Vediamo ora il problema dall’altra parte, quella di chi difende gli interessi dei lavoratori. Quante persone sono coinvolte dal problema dello scalone? Teoricamente, 130.000. Teoricamente: perché dovremmo supporre che tutti, ma proprio tutti, appena maturato il diritto alla pensione si affrettino a lasciare il lavoro. Invece sappiamo: 1) che questo non è vero, perché chi fa un lavoro faticoso, sgradevole o ripetitivo è ovvio che non veda l’ora di smettere di farlo, ma tutti gli altri, e a lume di naso non dovrebbero essere pochi, normalmente non hanno alcuna fretta di rinunciare a un salario o uno stipendio che bene o male è protetto dai contratti per scambiarlo con una pensione che negli anni perderà progressivamente il suo potere d’acquisto, senza contare il ruolo sociale conferito dall’esser parte del processo produttivo che per molti non ha meno importanza; 2) sappiamo anche che, siccome dello scalone si sa da tre anni, tutti quelli che volevano evitarlo e ne avevano la possibilità lo hanno già fatto, o lo faranno prima del 2008. Come altre volte in passato, ventilare riforme previdenziali peggiorative è una spinta potente a far andare in pensione subito anche chi, senza quel rischio, avrebbe continuato a lavorare.

 

Osserviamo incidentalmente che queste constatazioni – come ha ricordato di recente l’economista Roberto Pizzuti – minano l’attendibilità dei conteggi sui costi, fatti ipotizzando che tutti gli aventi diritto, se si abolisse lo scalone, andrebbero in pensione appena possibile.

 

Ciò detto, questo problema coinvolge dunque un pugno di persone.
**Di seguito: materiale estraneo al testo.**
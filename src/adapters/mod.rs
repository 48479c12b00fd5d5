//! Adapters - Implementations of port interfaces.
//!
//! - `namespace` / `local` - In-process connection registry
//! - `horizontal` - Cluster-wide registry over a pub/sub transport
//! - `transport` - Redis, NATS, AMQP and in-memory transports
//! - `facade` - Driver selection from configuration
//! - `websocket` - Pusher client protocol gateway
//! - `http` - Pusher app API

pub mod facade;
pub mod horizontal;
pub mod http;
pub mod local;
pub mod namespace;
pub mod transport;
pub mod websocket;

pub use facade::Adapter;
pub use horizontal::HorizontalAdapter;
pub use local::LocalAdapter;
pub use namespace::Namespace;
Ma conta il principio, si dirà. Ebbene, i principi sono sacri, ma la politica è l’arte del possibile, non dei principi assoluti. Soprattutto perché bisogna anche considerare il danno che lo scalone provoca. Mette la gente per la strada? No. Sconvolge loro la vita in maniera irreversibile? Nemmeno. Il danno consiste nel ritardare l’andata in pensione, al peggio, di tre anni, dai 57 ai 60, mentre la vita media arriva ormai agli 80. Francamente, se ne sono sopportate di peggio. E comunque, non più di scalone ormai si parla, ma di modifiche che ottengano un ragionevole equilibrio fra la riscrittura di una legge sbagliata e la spesa che ciò comporta.

 

E allora, chi a sinistra dell’abolizione dello scalone pura e semplice, senza compromessi possibili, ha fatto una bandiera, politico o sindacalista che sia, ha scelto una bandiera sbagliata. La ragione sta dalla parte di chi vuole l’abolizione, va bene: ma proprio questo dovrebbe dare maggior forza a una trattativa, che non sia “senza se e senza ma”, perché davvero per questa questione non è il caso, ma ceda su una parte, in cambio di altro, tenendo fermi solo alcuni punti: per ciò che riguarda i lavori usuranti (che però devono essere ben delimitati, non possono essere quasi tutti, in base al vecchio detto che “lavorare stanca”) e per chi, pur non rientrando in quella categoria, non dovesse essere in buone condizioni di salute (ma anche questo, da gestire senza furberie). Il compromesso che Prodi sta per proporre, insomma, può essere ovviamente trattato, ma non può essere rifiutato a priori.

 

Far cadere il governo per sventolare la bandiera anti-scalone, o anche solo dirottare a quel fine eccessive risorse che potrebbero essere usate per problemi più urgenti e più importanti, apparirebbe particolarmente adatto per ricordare quello che diceva Lenin a proposito delle malattie infantili.